Diduga Ada Pemotongan Upah Buruh PT Socfindo Seunagan, Karyawan Minta Disnaker Nagan Raya Turun Tangan

4202
×

Diduga Ada Pemotongan Upah Buruh PT Socfindo Seunagan, Karyawan Minta Disnaker Nagan Raya Turun Tangan

Sebarkan artikel ini

NEWSBIDIK | NAGAN RAYA – Sejumlah buruh dan karyawan PT Socfindo Seunagan mengeluhkan dugaan pemotongan upah yang dinilai dilakukan secara sepihak oleh pihak perusahaan. Para pekerja berharap Dinas Ketenagakerjaan (Disnaker) Kabupaten Nagan Raya segera turun tangan untuk melakukan pemeriksaan serta memastikan hak-hak pekerja dipenuhi sesuai ketentuan peraturan perundang-undangan yang berlaku.

Keluhan tersebut disampaikan beberapa karyawan kepada awak media. Mereka meminta identitasnya tidak dipublikasikan karena khawatir mendapat tekanan atau intimidasi di lingkungan tempat mereka bekerja.

Menurut keterangan para pekerja, selama ini terdapat pemotongan terhadap upah atau pendapatan yang diterima tanpa adanya penjelasan maupun kesepakatan bersama antara perusahaan dan karyawan. Mereka menilai kebijakan tersebut tidak sesuai dengan ketentuan hukum ketenagakerjaan.Senen, (13/7/2026)

“Kami berharap ada perhatian dari pemerintah. Pemotongan itu dilakukan tanpa ada keputusan bersama atau kesepakatan dengan karyawan,” ujar salah seorang pekerja yang meminta identitasnya dirahasiakan.

Para karyawan berharap persoalan tersebut dapat ditelusuri secara objektif oleh instansi yang berwenang agar diperoleh kepastian hukum sekaligus memberikan perlindungan terhadap hak-hak pekerja.

Dalam ketentuan ketenagakerjaan di Indonesia, pemotongan upah pada prinsipnya hanya dapat dilakukan berdasarkan alasan yang dibenarkan oleh peraturan perundang-undangan atau berdasarkan persetujuan yang sah sesuai ketentuan yang berlaku. Apabila terdapat perselisihan mengenai hak pekerja, mekanisme penyelesaiannya dilakukan melalui tahapan hubungan industrial.

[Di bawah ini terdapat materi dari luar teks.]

//! Error types for fiscalxl-core.

use thiserror::Error;

/// Errors raised while reading, locating or writing a spreadsheet template.
///
/// Per-document extraction problems never surface here: they become
/// [`crate::ingest::Diagnostic`]s instead.
#[derive(Debug, Error)]
#[non_exhaustive]
pub enum FiscalxlError {
    #[error("I/O error: {0}")]
    Io(#[from] std::io::Error),

    #[error("ZIP error: {0}")]
    Zip(#[from] zip::result::ZipError),

    #[error("XML error: {0}")]
    Xml(#[from] quick_xml::Error),

    #[error("invalid file format: {0}")]
    InvalidFormat(String),

    #[error("parse error: {0}")]
    ParseError(String),

    #[error("invalid coordinate: {0}")]
    InvalidCoordinate(String),

    #[error("worksheet not found: {0}")]
    WorksheetNotFound(String),

    #[error("workbook has no worksheets")]
    NoWorksheets,

    /// The template cannot be used. This is the one error class that aborts a write.
    #[error("template error: {0}")]
    Template(String),

    #[error("CSV error: {0}")]
    Csv(#[from] csv::Error),
}

impl From<quick_xml::events::attributes::AttrError> for FiscalxlError {
    fn from(e: quick_xml::events::attributes::AttrError) -> Self {
        FiscalxlError::ParseError(format!("bad XML attribute: {}", e))
    }
}

/// Result alias used throughout the crate.
pub type Result<T> = std::result::Result<T, FiscalxlError>;
#![no_main]

//! Fuzz target for formula relocation.
//!
//! Translation must never panic, and a zero move must leave the text alone.

use arbitrary::Arbitrary;
use libfuzzer_sys::fuzz_target;
use fiscalxl_core::translate_formula;

#[derive(Arbitrary, Debug)]
struct FormulaInput {
    formula: String,
    origin_row: u16,
    origin_column: u8,
    rows_down: u16,
}

fuzz_target!(|input: FormulaInput| {
    let origin = (u32::from(input.origin_row) + 1, u32::from(input.origin_column) + 1);
    let destination = (origin.0 + u32::from(input.rows_down), origin.1);

    if let Ok(moved) = translate_formula(&input.formula, origin, destination) {
        let _ = translate_formula(&moved, destination, origin);
    }
    assert_eq!(
        translate_formula(&input.formula, origin, origin).as_deref(),
        Ok(input.formula.as_str())
    );
});
//! Record selection for the dashboard views.

use std::collections::BTreeSet;
use std::convert::Infallible;
use std::str::FromStr;

use chrono::NaiveDate;
use rust_decimal::Decimal;

use crate::record::LineItem;

/// The KPI card a view is narrowed to.
#[derive(Clone, Copy, Debug, Default, PartialEq, Eq, Hash)]
pub enum KpiFilter {
    #[default]
    All,
    /// Items with a non-zero vIBS.
    Ibs,
    /// Items with a non-zero vCBS.
    Cbs,
    /// Items where either amount is negative.
    Credits,
    /// Items with any non-zero amount.
    Total,
}

impl KpiFilter {
    pub fn as_str(self) -> &'static str {
        match self {
            KpiFilter::All => "all",
            KpiFilter::Ibs => "ibs",
            KpiFilter::Cbs => "cbs",
            KpiFilter::Credits => "cred",
            KpiFilter::Total => "total",
        }
    }

    /// Absent amounts count as zero.
    pub fn matches(self, item: &LineItem) -> bool {
        let ibs = item.ibs_value.unwrap_or(Decimal::ZERO);
        let cbs = item.cbs_value.unwrap_or(Decimal::ZERO);
        match self {
            KpiFilter::All => true,
            KpiFilter::Ibs => !ibs.is_zero(),
            KpiFilter::Cbs => !cbs.is_zero(),
            KpiFilter::Credits => ibs < Decimal::ZERO || cbs < Decimal::ZERO,
            KpiFilter::Total => !ibs.is_zero() || !cbs.is_zero(),
        }
    }
}

/// Unknown names select [`KpiFilter::All`].
impl FromStr for KpiFilter {
    type Err = Infallible;

    fn from_str(s: &str) -> Result<Self, Self::Err> {
        Ok(match s.trim().to_ascii_lowercase().as_str() {
            "ibs" => KpiFilter::Ibs,
            "cbs" => KpiFilter::Cbs,
            "cred" | "credits" => KpiFilter::Credits,
            "total" => KpiFilter::Total,
            _ => KpiFilter::All,
        })
    }
}

/// Filters applied to a record set, all of which must hold.
#[derive(Clone, Debug, Default, PartialEq)]
pub struct RecordFilter {
    /// Inclusive date range. Undated records fail it.
    pub period: Option<(NaiveDate, NaiveDate)>,
    /// Case-insensitive substring of the description.
    pub query: Option<String>,
    /// Exact `cClassTrib`.
    pub class_code: Option<String>,
    pub kpi: KpiFilter,
}

impl RecordFilter {
    pub fn new() -> Self {
        Self::default()
    }

    pub fn with_period(mut self, start: NaiveDate, end: NaiveDate) -> Self {
        self.period = Some((start, end));
        self
    }

    /// Blank queries are ignored.
    pub fn with_query(mut self, query: &str) -> Self {
        let query = query.trim().to_lowercase();
        self.query = (!query.is_empty()).then_some(query);
        self
    }

    pub fn with_class_code(mut self, code: impl Into<String>) -> Self {
        self.class_code = Some(code.into());
        self
    }

    pub fn with_kpi(mut self, kpi: KpiFilter) -> Self {
        self.kpi = kpi;
        self
    }

    pub fn matches(&self, item: &LineItem) -> bool {
        if let Some((start, end)) = self.period {
            match item.emission_date {
                Some(date) if date >= start && date <= end => {}
                _ => return false,
            }
        }
        if let Some(query) = &self.query {
            if !item.description.to_lowercase().contains(query.as_str()) {
                return false;
            }
        }
        if let Some(code) = &self.class_code {
            if item.tax_class_code != *code {
                return false;
            }
        }
        self.kpi.matches(item)
    }

    pub fn apply(&self, records: &[LineItem]) -> Vec<LineItem> {
        records.iter().filter(|r| self.matches(r)).cloned().collect()
    }
}

/// Distinct non-empty tax class codes, sorted.
pub fn class_codes(records: &[LineItem]) -> Vec<String> {
    records
        .iter()
        .map(|r| r.tax_class_code.trim())
        .filter(|code| !code.is_empty())
        .collect::<BTreeSet<_>>()
        .into_iter()
        .map(str::to_string)
        .collect()
}

/// Earliest and latest emission date; `None` when no record is dated.
pub fn date_bounds(records: &[LineItem]) -> Option<(NaiveDate, NaiveDate)> {
    let mut dates = records.iter().filter_map(|r| r.emission_date);
    let first = dates.next()?;
    Some(dates.fold((first, first), |(lo, hi), d| (lo.min(d), hi.max(d))))
}
impl CellXf {
    fn from_element(e: &BytesStart) -> Result<Self> {
        let mut xf = CellXf::default();
        for (key, value) in attributes(e)? {
            match key.as_str() {
                "numFmtId" => xf.num_fmt_id = value.parse().unwrap_or(0),
                "fontId" => xf.font_id = value.parse().unwrap_or(0),
                "fillId" => xf.fill_id = value.parse().unwrap_or(0),
                "borderId" => xf.border_id = value.parse().unwrap_or(0),
                "xfId" => xf.xf_id = value.parse().ok(),
                "applyNumberFormat" => xf.apply_number_format = Some(is_true(&value)),
                "applyFont" => xf.apply_font = Some(is_true(&value)),
                "applyFill" => xf.apply_fill = Some(is_true(&value)),
                "applyBorder" => xf.apply_border = Some(is_true(&value)),
                "applyAlignment" => xf.apply_alignment = Some(is_true(&value)),
                "applyProtection" => xf.apply_protection = Some(is_true(&value)),
                "quotePrefix" => xf.quote_prefix = Some(is_true(&value)),
                _ => {}
            }
        }
        Ok(xf)
    }

    fn write_xml<W: Write>(&self, writer: &mut Writer<W>, prefix: &str) -> Result<()> {
        let mut e = BytesStart::new(qualified(prefix, "xf"));
        e.push_attribute(("numFmtId", self.num_fmt_id.to_string().as_str()));
        e.push_attribute(("fontId", self.font_id.to_string().as_str()));
        e.push_attribute(("fillId", self.fill_id.to_string().as_str()));
        e.push_attribute(("borderId", self.border_id.to_string().as_str()));
        if let Some(xf_id) = self.xf_id {
            e.push_attribute(("xfId", xf_id.to_string().as_str()));
        }
        let flags = [
            ("quotePrefix", self.quote_prefix),
            ("applyNumberFormat", self.apply_number_format),
            ("applyFont", self.apply_font),
            ("applyFill", self.apply_fill),
            ("applyBorder", self.apply_border),
            ("applyAlignment", self.apply_alignment),
            ("applyProtection", self.apply_protection),
        ];
        for (key, flag) in flags {
            if let Some(flag) = flag {
                e.push_attribute((key, bool_attr(flag)));
            }
        }

        if self.alignment.is_none() && self.protection.is_none() {
            writer.write_event(Event::Empty(e.borrow()))?;
            return Ok(());
        }
        writer.write_event(Event::Start(e.borrow()))?;
        if let Some(alignment) = &self.alignment {
            writer.write_event(Event::Empty(alignment.to_element(prefix)))?;
        }
        if let Some(protection) = &self.protection {
            writer.write_event(Event::Empty(protection.to_element(prefix)))?;
        }
        writer.write_event(Event::End(BytesEnd::new(qualified(prefix, "xf"))))?;
        Ok(())
    }
}

/// The cell format table of a workbook plus its custom number formats.
#[derive(Clone, Debug)]
pub struct StyleSheet {
    /// Namespace prefix used by the stylesheet's elements (usually empty).
    prefix: String,
    num_fmts: Vec<(u32, String)>,
    cell_xfs: Vec<CellXf>,
    has_num_fmts: bool,
    has_cell_xfs: bool,
    loaded_num_fmts: usize,
    loaded_cell_xfs: usize,
    derived: HashMap<(u32, String), u32>,
}
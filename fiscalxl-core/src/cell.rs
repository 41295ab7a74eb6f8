//! Cell values and their SpreadsheetML encoding.

use std::str::FromStr;
use std::sync::Arc;

use chrono::{Days, NaiveDate};
use rust_decimal::prelude::ToPrimitive;
use rust_decimal::Decimal;

/// Shared, immutable string storage used for cell text.
pub type InternedString = Arc<str>;

/// The value held by a worksheet cell.
#[derive(Clone, Debug, PartialEq)]
pub enum CellValue {
    Empty,
    String(InternedString),
    Number(Decimal),
    Boolean(bool),
    /// A calendar date, stored in the file as a 1900-system serial number.
    Date(NaiveDate),
    /// Error literal such as `#REF!`.
    Error(String),
    /// Formula text without the leading `=`.
    Formula(String),
}

impl CellValue {
    /// True for cells a user would see as blank: no value or an empty string.
    pub fn is_blank(&self) -> bool {
        match self {
            CellValue::Empty => true,
            CellValue::String(s) => s.is_empty(),
            _ => false,
        }
    }

    pub fn as_str(&self) -> Option<&str> {
        match self {
            CellValue::String(s) => Some(s),
            _ => None,
        }
    }

    pub fn from_text(text: &str) -> Self {
        CellValue::String(Arc::from(text))
    }
}

impl From<Option<Decimal>> for CellValue {
    fn from(value: Option<Decimal>) -> Self {
        value.map_or(CellValue::Empty, CellValue::Number)
    }
}

impl From<Option<NaiveDate>> for CellValue {
    fn from(value: Option<NaiveDate>) -> Self {
        value.map_or(CellValue::Empty, CellValue::Date)
    }
}

impl From<&str> for CellValue {
    fn from(value: &str) -> Self {
        CellValue::from_text(value)
    }
}

fn excel_epoch() -> NaiveDate {
    // 1899-12-30 absorbs the 1900 leap-year bug for every date after February 1900.
    NaiveDate::from_ymd_opt(1899, 12, 30).unwrap_or(NaiveDate::MIN)
}

/// Convert a date to its serial number in the 1900 date system.
pub fn date_to_serial(date: NaiveDate) -> i64 {
    date.signed_duration_since(excel_epoch()).num_days()
}

/// Convert a serial number back to a date, ignoring any time fraction.
pub fn serial_to_date(serial: Decimal) -> Option<NaiveDate> {
    let days = u64::try_from(serial.trunc().to_i64()?).ok()?;
    excel_epoch().checked_add_days(Days::new(days))
}

/// Parse the text of a `<v>` element holding a number.
pub(crate) fn parse_number(text: &str) -> Option<Decimal> {
    let text = text.trim();
    Decimal::from_str(text)
        .or_else(|_| Decimal::from_scientific(text))
        .ok()
        .or_else(|| text.parse::<f64>().ok().and_then(|f| Decimal::try_from(f).ok()))
}

/// Render a decimal the way it goes into a `<v>` element: no exponent, no trailing zeros.
pub(crate) fn format_number(value: Decimal) -> String {
    value.normalize().to_string()
}

#[cfg(test)]
mod tests {
    use super::*;
    use rust_decimal_macros::dec;

    #[test]
    fn serial_numbers_match_the_1900_system() {
        let d = NaiveDate::from_ymd_opt(2026, 1, 8).unwrap();
        assert_eq!(date_to_serial(d), 46030);
        assert_eq!(serial_to_date(dec!(46030.75)), Some(d));
        assert_eq!(date_to_serial(NaiveDate::from_ymd_opt(1900, 3, 1).unwrap()), 61);
    }

    #[test]
    fn numbers_parse_in_plain_and_scientific_form() {
        assert_eq!(parse_number("100.50"), Some(dec!(100.50)));
        assert_eq!(parse_number("1.5E-3"), Some(dec!(0.0015)));
        assert_eq!(parse_number("abc"), None);
        assert_eq!(format_number(dec!(100.00)), "100");
        assert_eq!(format_number(dec!(9.50)), "9.5");
    }

    #[test]
    fn blank_detection() {
        assert!(CellValue::Empty.is_blank());
        assert!(CellValue::from_text("").is_blank());
        assert!(!CellValue::Formula("A1".into()).is_blank());
        assert!(!CellValue::Number(dec!(0)).is_blank());
    }
}
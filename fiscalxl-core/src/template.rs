//! Locating the header row, model row and write cursor of a template.

use std::collections::BTreeMap;

use tracing::{debug, warn};

use crate::error::{FiscalxlError, Result};
use crate::record::InputField;
use crate::workbook::Workbook;
use crate::worksheet::Worksheet;

/// Where and how records are written into a template workbook.
#[derive(Clone, Debug, PartialEq)]
pub struct TemplateLayout {
    /// Preferred sheet; the active sheet is used when it does not exist. Default: `LANCAMENTOS`.
    pub sheet_name: String,
    /// Rows scanned for the header row. Default: 25.
    pub header_scan_rows: u32,
    /// Columns scanned per row while looking for the header. Default: 100.
    pub header_scan_columns: u32,
    /// Columns of the header row turned into the column map. Default: 200.
    pub column_map_width: u32,
    /// Expected headers a row must contain to be the header row. Default: 3.
    pub min_header_matches: usize,
    /// Distance from the header row to the model row. Default: 2.
    pub model_row_offset: u32,
    /// Column whose last filled cell decides where writing resumes. Default: `Data`.
    pub anchor_header: String,
    pub expected_headers: Vec<String>,
    /// Number format given to date cells. Default: `dd/mm/yyyy`.
    pub date_format: String,
}

impl Default for TemplateLayout {
    fn default() -> Self {
        Self {
            sheet_name: "LANCAMENTOS".to_string(),
            header_scan_rows: 25,
            header_scan_columns: 100,
            column_map_width: 200,
            min_header_matches: 3,
            model_row_offset: 2,
            anchor_header: InputField::Date.header().to_string(),
            expected_headers: [
                InputField::Date,
                InputField::Number,
                InputField::Description,
                InputField::TaxClassCode,
                InputField::BaseValue,
            ]
            .iter()
            .map(|f| f.header().to_string())
            .collect(),
            date_format: "dd/mm/yyyy".to_string(),
        }
    }
}

impl TemplateLayout {
    pub fn new() -> Self {
        Self::default()
    }

    pub fn with_sheet_name(mut self, name: impl Into<String>) -> Self {
        self.sheet_name = name.into();
        self
    }

    pub fn with_header_scan(mut self, rows: u32, columns: u32) -> Self {
        self.header_scan_rows = rows;
        self.header_scan_columns = columns;
        self
    }

    pub fn with_column_map_width(mut self, width: u32) -> Self {
        self.column_map_width = width;
        self
    }

    pub fn with_min_header_matches(mut self, matches: usize) -> Self {
        self.min_header_matches = matches;
        self
    }

    pub fn with_model_row_offset(mut self, offset: u32) -> Self {
        self.model_row_offset = offset;
        self
    }

    pub fn with_anchor_header(mut self, header: impl Into<String>) -> Self {
        self.anchor_header = header.into();
        self
    }

    pub fn with_expected_headers<I, S>(mut self, headers: I) -> Self
    where
        I: IntoIterator<Item = S>,
        S: Into<String>,
    {
        self.expected_headers = headers.into_iter().map(Into::into).collect();
        self
    }

    pub fn with_date_format(mut self, format: impl Into<String>) -> Self {
        self.date_format = format.into();
        self
    }

    /// Open a template and find where records go.
    pub fn locate(&self, template_bytes: &[u8]) -> Result<TemplateStructure> {
        let mut workbook = open_template(template_bytes)?;
        let index = self.target_sheet(&workbook);
        let sheet_name = workbook.sheet_name(index).unwrap_or_default().to_string();
        let sheet = workbook
            .worksheet(index)
            .map_err(|e| template_error(&format!("cannot read sheet '{}'", sheet_name), e))?;
        self.locate_in(sheet_name, sheet)
    }

    /// The configured sheet when present, otherwise the active one.
    pub(crate) fn target_sheet(&self, workbook: &Workbook) -> usize {
        workbook
            .sheet_index(&self.sheet_name)
            .unwrap_or_else(|| workbook.active_index())
    }

    pub(crate) fn locate_in(&self, sheet_name: String, sheet: &Worksheet) -> Result<TemplateStructure> {
        let (header_row, header_fallback) = match self.find_header_row(sheet) {
            Some(row) => (row, false),
            None => {
                warn!(sheet = %sheet_name, "no header row found, assuming row 1");
                (1, true)
            }
        };

        let mut columns = BTreeMap::new();
        let mut last_column = 0;
        for column in 1..=self.column_map_width {
            if let Some(text) = sheet.text(header_row, column).filter(|t| !t.is_empty()) {
                columns.insert(text.to_string(), column);
                last_column = column;
            }
        }
        if columns.is_empty() {
            if sheet.is_empty() {
                return Err(FiscalxlError::Template(format!("sheet '{}' has no cells", sheet_name)));
            }
            last_column = sheet.max_column().min(self.column_map_width);
        }

        if !InputField::ALL.iter().any(|f| columns.contains_key(f.header())) {
            warn!(
                sheet = %sheet_name,
                header_row,
                last_column,
                "no input column in the header row, only the model row is copied"
            );
        }

        let model_row = header_row + self.model_row_offset;
        let next_write_row = self.next_write_row(sheet, columns.get(&self.anchor_header).copied(), model_row);

        debug!(
            sheet = %sheet_name,
            header_row,
            model_row,
            next_write_row,
            last_column,
            "located template structure"
        );

        Ok(TemplateStructure {
            sheet_name,
            header_row,
            header_fallback,
            columns,
            last_column,
            model_row,
            next_write_row,
        })
    }

    fn find_header_row(&self, sheet: &Worksheet) -> Option<u32> {
        (1..=self.header_scan_rows).find(|&row| {
            let values: Vec<&str> = (1..=self.header_scan_columns)
                .filter_map(|column| sheet.text(row, column))
                .collect();
            let hits = self
                .expected_headers
                .iter()
                .filter(|expected| values.contains(&expected.as_str()))
                .count();
            hits >= self.min_header_matches
        })
    }

    fn next_write_row(&self, sheet: &Worksheet, anchor: Option<u32>, model_row: u32) -> u32 {
        let max_row = sheet.max_row();
        let Some(column) = anchor else {
            return max_row + 1;
        };
        let mut row = max_row;
        while row >= model_row && sheet.value(row, column).map_or(true, |v| v.is_blank()) {
            row -= 1;
        }
        (row + 1).max(model_row)
    }
}

/// Layout of a template as found on its target sheet.
#[derive(Clone, Debug, PartialEq, Eq)]
pub struct TemplateStructure {
    pub sheet_name: String,
    pub header_row: u32,
    /// No row matched the expected headers and row 1 was assumed.
    pub header_fallback: bool,
    /// Header text to 1-based column.
    pub columns: BTreeMap<String, u32>,
    pub last_column: u32,
    /// Row whose formulas and formats every new row copies.
    pub model_row: u32,
    pub next_write_row: u32,
}

impl TemplateStructure {
    /// Column of an input field, when the template has one.
    pub fn column_of(&self, field: InputField) -> Option<u32> {
        self.columns.get(field.header()).copied()
    }
}

/// Locate a template with the default layout.
pub fn locate(template_bytes: &[u8]) -> Result<TemplateStructure> {
    TemplateLayout::default().locate(template_bytes)
}

pub(crate) fn open_template(template_bytes: &[u8]) -> Result<Workbook> {
    Workbook::load_from_bytes(template_bytes).map_err(|e| template_error("cannot open template", e))
}

pub(crate) fn template_error(context: &str, source: FiscalxlError) -> FiscalxlError {
    match source {
        FiscalxlError::Template(_) => source,
        other => FiscalxlError::Template(format!("{}: {}", context, other)),
    }
}

#[cfg(test)]
mod tests {
    use super::*;

    fn sheet(rows: &str) -> Worksheet {
        let xml = format!(
            r#"<worksheet xmlns="http://schemas.openxmlformats.org/spreadsheetml/2006/main"><sheetData>{}</sheetData></worksheet>"#,
            rows
        );
        Worksheet::parse(xml.into_bytes(), &[]).unwrap()
    }

    fn text(coord: &str, value: &str) -> String {
        format!(r#"<c r="{}" t="inlineStr"><is><t>{}</t></is></c>"#, coord, value)
    }

    fn header_row(row: u32) -> String {
        let cells: String = ["Data", "Numero", "Item/Serviço", "cClassTrib", "Valor da operação", "vIBS"]
            .iter()
            .enumerate()
            .map(|(i, h)| text(&format!("{}{}", (b'A' + i as u8) as char, row), h))
            .collect();
        format!(r#"<row r="{}">{}</row>"#, row, cells)
    }

    #[test]
    fn header_on_row_two_with_model_row_four() {
        let rows = format!(
            r#"<row r="1">{}</row>{}<row r="3">{}</row><row r="4"><c r="F4"><f>E4*0.1</f></c></row>"#,
            text("A1", "Lançamentos"),
            header_row(2),
            text("A3", "Seção")
        );
        let ws = sheet(&rows);
        let found = TemplateLayout::default().locate_in("LANCAMENTOS".into(), &ws).unwrap();
        assert_eq!(found.header_row, 2);
        assert!(!found.header_fallback);
        assert_eq!(found.model_row, 4);
        assert_eq!(found.last_column, 6);
        assert_eq!(found.column_of(InputField::IbsValue), Some(6));
        assert_eq!(found.column_of(InputField::CbsValue), None);
        // the model row has no date, so writing starts on it
        assert_eq!(found.next_write_row, 4);
    }

    #[test]
    fn decoys_need_three_matches() {
        let rows = format!(
            r#"<row r="1">{}{}</row><row r="3">{}</row>{}"#,
            text("A1", "Data"),
            text("B1", "Numero"),
            text("A3", "Data"),
            header_row(5)
        );
        let found = TemplateLayout::default().locate_in("S".into(), &sheet(&rows)).unwrap();
        assert_eq!(found.header_row, 5);
        assert_eq!(found.model_row, 7);
    }

    #[test]
    fn cursor_resumes_after_last_dated_row() {
        let rows = format!(
            r#"{}<row r="4"><c r="A4"><v>46030</v></c></row><row r="5"><c r="A5"><v>46031</v></c></row><row r="6"><c r="A6" t="inlineStr"><is><t></t></is></c><c r="F6"><f>E6*0.1</f></c></row>"#,
            header_row(2)
        );
        let found = TemplateLayout::default().locate_in("S".into(), &sheet(&rows)).unwrap();
        assert_eq!(found.next_write_row, 6);
    }

    #[test]
    fn formula_in_anchor_column_counts_as_filled() {
        let rows = format!(r#"{}<row r="4"><c r="A4"><f>TODAY()</f></c></row>"#, header_row(1));
        let found = TemplateLayout::default().locate_in("S".into(), &sheet(&rows)).unwrap();
        assert_eq!(found.next_write_row, 5);
    }

    #[test]
    fn fallback_to_row_one() {
        let rows = format!(r#"<row r="1">{}{}</row>"#, text("A1", "vIBS"), text("C1", "Total"));
        let found = TemplateLayout::default().locate_in("S".into(), &sheet(&rows)).unwrap();
        assert!(found.header_fallback);
        assert_eq!(found.header_row, 1);
        assert_eq!(found.last_column, 3);
        assert_eq!(found.model_row, 3);
    }

    #[test]
    fn headerless_sheet_uses_its_column_count() {
        let rows = r#"<row r="1"><c r="A1"><v>1</v></c><c r="E1"><v>2</v></c></row><row r="3"><c r="A3"><v>3</v></c></row>"#;
        let found = TemplateLayout::default().locate_in("S".into(), &sheet(rows)).unwrap();
        assert!(found.header_fallback);
        assert!(found.columns.is_empty());
        assert_eq!(found.last_column, 5);
        assert_eq!(found.model_row, 3);
        assert_eq!(found.next_write_row, 4);

        let narrow = TemplateLayout::default().with_column_map_width(2);
        assert_eq!(narrow.locate_in("S".into(), &sheet(rows)).unwrap().last_column, 2);
    }

    #[test]
    fn header_row_without_input_columns_is_kept() {
        let rows = format!(r#"<row r="1">{}</row>"#, text("A1", "Total"));
        let found = TemplateLayout::default().locate_in("S".into(), &sheet(&rows)).unwrap();
        assert_eq!(found.last_column, 1);
        assert_eq!(found.column_of(InputField::Date), None);
    }

    #[test]
    fn empty_sheet_is_refused() {
        let err = TemplateLayout::default().locate_in("S".into(), &sheet("")).unwrap_err();
        assert!(matches!(err, FiscalxlError::Template(_)));
    }

    #[test]
    fn cursor_without_anchor_column_follows_max_row() {
        let cells: String = ["Numero", "Item/Serviço", "cClassTrib"]
            .iter()
            .enumerate()
            .map(|(i, h)| text(&format!("{}1", (b'A' + i as u8) as char), h))
            .collect();
        let rows = format!(r#"<row r="1">{}</row>"#, cells);
        let found = TemplateLayout::default().locate_in("S".into(), &sheet(&rows)).unwrap();
        assert!(!found.header_fallback);
        assert_eq!(found.model_row, 3);
        assert_eq!(found.next_write_row, 2);
    }

    #[test]
    fn layout_builder() {
        let layout = TemplateLayout::new()
            .with_sheet_name("Dados")
            .with_header_scan(10, 20)
            .with_min_header_matches(2)
            .with_expected_headers(["Data", "vIBS"]);
        assert_eq!(layout.sheet_name, "Dados");
        assert_eq!(layout.header_scan_rows, 10);
        assert_eq!(layout.expected_headers, vec!["Data".to_string(), "vIBS".to_string()]);
        assert_eq!(layout.model_row_offset, 2);
    }

    #[test]
    fn garbage_is_a_template_error() {
        assert!(matches!(locate(b"not a zip"), Err(FiscalxlError::Template(_))));
    }
}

Secara umum, penyelesaian perselisihan hubungan industrial diawali dengan perundingan bipartit antara pekerja dan pihak perusahaan. Apabila dalam perundingan tersebut tidak tercapai kesepakatan, maka para pihak dapat mengajukan penyelesaian melalui Dinas Ketenagakerjaan untuk dilakukan mediasi sesuai mekanisme yang diatur dalam peraturan perundang-undangan.

Selain persoalan upah, para pekerja juga menyinggung mengenai pemotongan bonus yang diterima karyawan. Dalam ketentuan perpajakan, bonus merupakan objek Pajak Penghasilan (PPh) Pasal 21 sebagai penghasilan tidak teratur. Pemotongan pajak atas bonus dilakukan oleh perusahaan berdasarkan ketentuan perpajakan yang berlaku, termasuk penerapan Tarif Efektif Rata-rata (TER) sebagaimana diatur dalam PMK Nomor 168 Tahun 2023 dan PP Nomor 58 Tahun 2023.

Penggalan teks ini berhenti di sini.